Published: Wednesday, March 28, 2018 - 10:38

Tight-tolerance part inspection, whether for industrial applications or national laboratory requirements, is generally performed using cartesian coordinate measuring machines (CMMs). High-data density measurement sets to characterize part geometries are achieved using tactile probing or dynamic scanning to ensure high-quality part inspection. Requirements such as high accuracy and high data density limit the class of measurement instrument that can produce the necessary and satisfactory results. High-accuracy measurements are limited to hard probing with low-data density, while high-data density may require an optical alternative with lower accuracy in the resulting measurement data. The question becomes: Is there an alternative technology which can yield a combination of these two sought-after qualities?

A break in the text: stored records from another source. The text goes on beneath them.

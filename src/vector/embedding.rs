//! Embedding providers.
//!
//! The engine only talks to the [`EmbeddingGenerator`] trait. Two providers
//! ship with the crate:
//!
//! - [`FastEmbedGenerator`]: local ONNX sentence-embedding models through
//!   fastembed (AllMiniLML6V2 by default).
//! - [`HashingEmbeddingGenerator`]: a deterministic, offline feature-hashing
//!   embedder over character trigrams. It needs no model download and is what
//!   the test suite and benchmarks run against.

use std::path::PathBuf;

use fastembed::{EmbeddingModel, InitOptions, TextEmbedding};
use parking_lot::Mutex;
use sha2::{Digest, Sha256};

use crate::vector::{VectorDimension, VectorError};

/// Name used in configuration for the hashing provider.
pub const HASHING_MODEL_NAME: &str = "hashing";

/// Trait for turning text into fixed-length vectors.
///
/// Implementations must be thread-safe and deterministic: embedding the same
/// text twice yields the same vector.
pub trait EmbeddingGenerator: Send + Sync {
    /// Generate embeddings for multiple texts, preserving input order.
    fn generate_embeddings(&self, texts: &[&str]) -> Result<Vec<Vec<f32>>, VectorError>;

    /// Generate the embedding of a single text.
    fn generate_embedding(&self, text: &str) -> Result<Vec<f32>, VectorError> {
        self.generate_embeddings(&[text])?
            .into_iter()
            .next()
            .ok_or_else(|| {
                VectorError::EmbeddingFailed("Provider returned no embedding".to_string())
            })
    }

    /// Dimension of embeddings produced by this generator.
    #[must_use]
    fn dimension(&self) -> VectorDimension;

    /// Name of the underlying model, recorded in the index manifest.
    fn model_name(&self) -> &str;
}

/// Parses a configured model name into a fastembed model.
pub fn parse_embedding_model(name: &str) -> Result<EmbeddingModel, VectorError> {
    match name {
        "AllMiniLML6V2" => Ok(EmbeddingModel::AllMiniLML6V2),
        "AllMiniLML12V2" => Ok(EmbeddingModel::AllMiniLML12V2),
        "BGESmallENV15" => Ok(EmbeddingModel::BGESmallENV15),
        "BGEBaseENV15" => Ok(EmbeddingModel::BGEBaseENV15),
        "MultilingualE5Small" => Ok(EmbeddingModel::MultilingualE5Small),
        "NomicEmbedTextV15" => Ok(EmbeddingModel::NomicEmbedTextV15),
        other => Err(VectorError::EmbeddingFailed(format!(
            "Unknown embedding model '{other}'. Supported: AllMiniLML6V2, AllMiniLML12V2, BGESmallENV15, BGEBaseENV15, MultilingualE5Small, NomicEmbedTextV15, {HASHING_MODEL_NAME}"
        ))),
    }
}

/// Default directory for downloaded fastembed models.
#[must_use]
pub fn default_models_dir() -> PathBuf {
    dirs::cache_dir()
        .unwrap_or_else(std::env::temp_dir)
        .join("chartcoder")
        .join("models")
}

/// fastembed-backed generator.
pub struct FastEmbedGenerator {
    model: Mutex<TextEmbedding>,
    model_name: String,
    dimension: VectorDimension,
}

impl std::fmt::Debug for FastEmbedGenerator {
    fn fmt(&self, f: &mut std::fmt::Formatter<'_>) -> std::fmt::Result {
        f.debug_struct("FastEmbedGenerator")
            .field("model_name", &self.model_name)
            .field("dimension", &self.dimension)
            .field("model", &"<TextEmbedding>")
            .finish()
    }
}

impl FastEmbedGenerator {
    /// Loads `model_name` from `cache_dir`, downloading it on first use.
    ///
    /// # Errors
    /// Returns an error if the name is unknown or the model fails to load.
    pub fn new(
        model_name: &str,
        cache_dir: PathBuf,
        show_download_progress: bool,
    ) -> Result<Self, VectorError> {
        let model = parse_embedding_model(model_name)?;

        let has_cached_models = cache_dir.exists()
            && cache_dir
                .read_dir()
                .is_ok_and(|mut entries| entries.any(|_| true));
        if has_cached_models {
            tracing::info!(model = model_name, "loading embedding model from cache");
        } else {
            tracing::info!(model = model_name, "downloading embedding model (first time only)");
        }

        let mut text_model = TextEmbedding::try_new(
            InitOptions::new(model)
                .with_cache_dir(cache_dir)
                .with_show_download_progress(show_download_progress),
        )
        .map_err(|e| VectorError::EmbeddingFailed(
            format!("Failed to initialize embedding model: {e}. Ensure you have internet connection for first-time model download")
        ))?;

        // Probe the output width instead of hardcoding it per model
        let probe = text_model
            .embed(vec!["dimension probe"], None)
            .map_err(|e| VectorError::EmbeddingFailed(e.to_string()))?;
        let width = probe.first().map(Vec::len).unwrap_or_default();
        let dimension = VectorDimension::new(width)?;

        Ok(Self {
            model: Mutex::new(text_model),
            model_name: model_name.to_string(),
            dimension,
        })
    }
}

impl EmbeddingGenerator for FastEmbedGenerator {
    fn generate_embeddings(&self, texts: &[&str]) -> Result<Vec<Vec<f32>>, VectorError> {
        if texts.is_empty() {
            return Ok(Vec::new());
        }

        let text_strings: Vec<String> = texts.iter().map(|&s| s.to_string()).collect();

        let embeddings = self
            .model
            .lock()
            .embed(text_strings, None)
            .map_err(|e| {
                VectorError::EmbeddingFailed(format!("Failed to generate embeddings: {e}"))
            })?;

        if embeddings.len() != texts.len() {
            return Err(VectorError::EmbeddingFailed(format!(
                "Model returned {} embeddings for {} texts",
                embeddings.len(),
                texts.len()
            )));
        }
        for embedding in &embeddings {
            self.dimension.validate_vector(embedding)?;
        }

        Ok(embeddings)
    }

    fn dimension(&self) -> VectorDimension {
        self.dimension
    }

    fn model_name(&self) -> &str {
        &self.model_name
    }
}

/// Deterministic feature-hashing embedder.
///
/// Each text is lowercased and split into alphanumeric words. Every word
/// contributes its own token plus the character trigrams of ` word ` (padded
/// with spaces). Features are hashed with SHA-256 into `dimension` signed
/// buckets and the result is normalized to unit length. Inflections such as
/// "migraine" and "migraines" share most trigrams and land close together.
///
/// Text without any alphanumeric content yields a zero vector; empty input is
/// rejected.
#[derive(Debug, Clone)]
pub struct HashingEmbeddingGenerator {
    dimension: VectorDimension,
}

impl HashingEmbeddingGenerator {
    /// Creates a hashing generator producing `dimension`-wide vectors.
    #[must_use]
    pub fn new(dimension: VectorDimension) -> Self {
        Self { dimension }
    }

    fn embed_one(&self, text: &str) -> Result<Vec<f32>, VectorError> {
        if text.trim().is_empty() {
            return Err(VectorError::EmbeddingFailed(
                "Cannot embed empty or whitespace-only text".to_string(),
            ));
        }

        let dim = self.dimension.get();
        let mut embedding = vec![0.0f32; dim];
        let lowered = text.to_lowercase();

        for word in lowered
            .split(|c: char| !c.is_alphanumeric())
            .filter(|w| !w.is_empty())
        {
            add_feature(&mut embedding, "w", word);

            let padded: Vec<char> = std::iter::once(' ')
                .chain(word.chars())
                .chain(std::iter::once(' '))
                .collect();
            for gram in padded.windows(3) {
                let gram: String = gram.iter().collect();
                add_feature(&mut embedding, "g", &gram);
            }
        }

        let magnitude: f32 = embedding.iter().map(|x| x * x).sum::<f32>().sqrt();
        if magnitude > 0.0 {
            for value in &mut embedding {
                *value /= magnitude;
            }
        }

        Ok(embedding)
    }
}

fn add_feature(embedding: &mut [f32], kind: &str, feature: &str) {
    let mut hasher = Sha256::new();
    hasher.update(kind.as_bytes());
    hasher.update([0u8]);
    hasher.update(feature.as_bytes());
    let digest = hasher.finalize();

    let mut word = [0u8; 8];
    word.copy_from_slice(&digest[..8]);
    let hash = u64::from_le_bytes(word);

    let bucket = (hash % embedding.len() as u64) as usize;
    let sign = if hash >> 63 == 0 { 1.0 } else { -1.0 };
    embedding[bucket] += sign;
}

impl EmbeddingGenerator for HashingEmbeddingGenerator {
    fn generate_embeddings(&self, texts: &[&str]) -> Result<Vec<Vec<f32>>, VectorError> {
        texts.iter().map(|text| self.embed_one(text)).collect()
    }

    fn dimension(&self) -> VectorDimension {
        self.dimension
    }

    fn model_name(&self) -> &str {
        HASHING_MODEL_NAME
    }
}

/// Mock embedding generator for testing.
///
/// Returns fixed vectors for registered texts, fails for texts registered
/// as failures, and falls back to hashing for everything else.
#[cfg(test)]
pub struct MockEmbeddingGenerator {
    fallback: HashingEmbeddingGenerator,
    fixed: std::collections::HashMap<String, Vec<f32>>,
    failing: std::collections::HashSet<String>,
    calls: std::sync::atomic::AtomicUsize,
}

#[cfg(test)]
impl MockEmbeddingGenerator {
    /// Create a mock with the given dimension.
    #[must_use]
    pub fn with_dimension(dimension: VectorDimension) -> Self {
        Self {
            fallback: HashingEmbeddingGenerator::new(dimension),
            fixed: std::collections::HashMap::new(),
            failing: std::collections::HashSet::new(),
            calls: std::sync::atomic::AtomicUsize::new(0),
        }
    }

    /// Register a fixed vector for `text`.
    #[must_use]
    pub fn with_vector(mut self, text: &str, vector: Vec<f32>) -> Self {
        self.fixed.insert(text.to_string(), vector);
        self
    }

    /// Make embedding `text` fail.
    #[must_use]
    pub fn with_failure(mut self, text: &str) -> Self {
        self.failing.insert(text.to_string());
        self
    }

    /// Number of `generate_embeddings` calls made so far.
    pub fn calls(&self) -> usize {
        self.calls.load(std::sync::atomic::Ordering::SeqCst)
    }
}

#[cfg(test)]
impl EmbeddingGenerator for MockEmbeddingGenerator {
    fn generate_embeddings(&self, texts: &[&str]) -> Result<Vec<Vec<f32>>, VectorError> {
        self.calls.fetch_add(1, std::sync::atomic::Ordering::SeqCst);
        texts
            .iter()
            .map(|text| {
                if self.failing.contains(*text) {
                    return Err(VectorError::EmbeddingFailed(format!(
                        "mock failure for '{text}'"
                    )));
                }
                match self.fixed.get(*text) {
                    Some(vector) => Ok(vector.clone()),
                    None => self.fallback.embed_one(text),
                }
            })
            .collect()
    }

    fn dimension(&self) -> VectorDimension {
        self.fallback.dimension
    }

    fn model_name(&self) -> &str {
        "mock"
    }
}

To address these issues, an articulating arm CMM (AACMM) with an integrated laser scanner is a frequently opted-for alternative. The research in this article investigates the accuracy, precision, and measurement capability associated with laser scanning to generate point clouds of common, unclassified CMM hemispherical shell artifacts used in a nuclear weapons laboratory.

Introduction

Hemispherical shell inspection efforts at the Los Alamos National Laboratory (LANL) have traditionally been performed using either custom-designed rotary contour gauges or off-the-shelf/semi-custom cartesian CMMs. Both measurement processes utilize a required high-data density collection for characterization of the inner and outer surfaces of the hemispherical shells. Due to the large number of points collected, workpiece setup, and other related protocols, the measurement times range from four to 12 hours. Cast hemispherical shells or “blanks” are normally inspected on cartesian CMMs prior to initial machining, which leads to long downtimes in the manufacturing process. With the ability to scan on the AACMM, the “in-process” workpieces can be measured more rapidly, which aids in a better characterization of the physical characteristics (i.e., geometric features and surface finishes) and quicker turnaround to enable a better product during final machining.1 Investigation into the capability of laser scanner measurements is carried out; more specifically, point cloud measurements of unclassified CMM hemispherical shell artifacts are taken using an AACMM with an integrated scanner.

Preliminary measurement test case: CMM test artifact (U)

As an initial test case to investigate the accuracy of point cloud measurements, a generally used metrology artifact, specifically manufactured at LANL, is utilized.2 This artifact is called a “CMM Test Artifact (U),” which is an unclassified representation of some geometric features commonly seen on actual production parts. The inner and outer profiles are combinations of 2D shapes (i.e., lines and circles) where a 3D representation is simply made by revolving around a central axis (as seen in figure 1a.)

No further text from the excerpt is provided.